Exercise directions:
Count how many lines of the listing contain "Uuid", then give that number and nothing more.

== Information supplied

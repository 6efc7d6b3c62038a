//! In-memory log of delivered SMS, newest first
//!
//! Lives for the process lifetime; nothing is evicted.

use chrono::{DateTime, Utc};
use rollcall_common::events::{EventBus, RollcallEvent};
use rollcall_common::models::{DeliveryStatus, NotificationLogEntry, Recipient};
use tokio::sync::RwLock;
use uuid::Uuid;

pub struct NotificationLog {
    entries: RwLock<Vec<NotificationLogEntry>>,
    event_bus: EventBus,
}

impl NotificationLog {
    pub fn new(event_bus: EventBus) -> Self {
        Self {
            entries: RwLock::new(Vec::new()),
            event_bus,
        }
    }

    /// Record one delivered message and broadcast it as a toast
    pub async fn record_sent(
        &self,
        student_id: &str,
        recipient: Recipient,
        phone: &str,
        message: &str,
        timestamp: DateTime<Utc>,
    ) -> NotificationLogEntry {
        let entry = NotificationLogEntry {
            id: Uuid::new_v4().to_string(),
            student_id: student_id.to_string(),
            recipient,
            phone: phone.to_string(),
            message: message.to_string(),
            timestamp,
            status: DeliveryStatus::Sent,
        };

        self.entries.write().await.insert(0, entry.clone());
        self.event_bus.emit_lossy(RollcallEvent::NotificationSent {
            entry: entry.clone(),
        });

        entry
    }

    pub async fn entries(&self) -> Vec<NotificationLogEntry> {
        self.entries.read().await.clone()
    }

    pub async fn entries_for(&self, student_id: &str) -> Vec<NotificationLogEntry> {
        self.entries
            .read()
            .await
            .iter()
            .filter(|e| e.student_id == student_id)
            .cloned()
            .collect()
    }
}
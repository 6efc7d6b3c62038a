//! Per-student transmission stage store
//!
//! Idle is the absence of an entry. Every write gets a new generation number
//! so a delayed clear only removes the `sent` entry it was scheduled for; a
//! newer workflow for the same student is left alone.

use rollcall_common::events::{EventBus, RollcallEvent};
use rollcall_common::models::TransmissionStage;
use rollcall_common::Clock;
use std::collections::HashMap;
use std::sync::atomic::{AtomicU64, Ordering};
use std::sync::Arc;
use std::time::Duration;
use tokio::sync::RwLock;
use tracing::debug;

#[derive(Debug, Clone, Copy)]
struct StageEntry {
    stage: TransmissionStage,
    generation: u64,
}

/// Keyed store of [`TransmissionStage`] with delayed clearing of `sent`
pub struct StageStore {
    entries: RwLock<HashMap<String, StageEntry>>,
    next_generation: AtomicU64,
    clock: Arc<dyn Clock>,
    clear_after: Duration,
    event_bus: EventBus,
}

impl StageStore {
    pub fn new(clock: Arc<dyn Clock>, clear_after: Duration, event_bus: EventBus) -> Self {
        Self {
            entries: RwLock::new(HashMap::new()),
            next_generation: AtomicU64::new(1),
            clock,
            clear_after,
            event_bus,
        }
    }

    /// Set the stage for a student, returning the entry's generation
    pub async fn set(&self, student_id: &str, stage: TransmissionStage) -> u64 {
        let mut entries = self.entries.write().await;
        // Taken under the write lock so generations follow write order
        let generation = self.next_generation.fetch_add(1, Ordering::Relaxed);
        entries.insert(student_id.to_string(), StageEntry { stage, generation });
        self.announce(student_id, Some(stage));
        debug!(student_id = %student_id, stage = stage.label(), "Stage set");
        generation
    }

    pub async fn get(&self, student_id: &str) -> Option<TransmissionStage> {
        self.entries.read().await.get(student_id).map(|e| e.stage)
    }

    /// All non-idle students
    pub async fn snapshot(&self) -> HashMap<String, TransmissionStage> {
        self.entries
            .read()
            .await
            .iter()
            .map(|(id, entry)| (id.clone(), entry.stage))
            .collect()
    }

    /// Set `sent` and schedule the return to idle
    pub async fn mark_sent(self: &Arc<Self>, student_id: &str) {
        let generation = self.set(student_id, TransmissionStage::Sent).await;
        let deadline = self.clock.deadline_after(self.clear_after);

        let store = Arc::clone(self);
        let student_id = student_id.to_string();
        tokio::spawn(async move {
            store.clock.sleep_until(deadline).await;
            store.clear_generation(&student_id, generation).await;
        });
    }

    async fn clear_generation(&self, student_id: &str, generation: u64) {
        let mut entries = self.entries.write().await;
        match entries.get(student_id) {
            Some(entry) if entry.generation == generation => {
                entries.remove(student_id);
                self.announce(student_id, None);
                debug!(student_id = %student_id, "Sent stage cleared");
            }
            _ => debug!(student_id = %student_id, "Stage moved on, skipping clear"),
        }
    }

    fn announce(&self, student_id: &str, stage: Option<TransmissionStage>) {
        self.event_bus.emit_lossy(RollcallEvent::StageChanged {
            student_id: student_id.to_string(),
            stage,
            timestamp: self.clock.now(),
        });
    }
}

====

Answer section:
2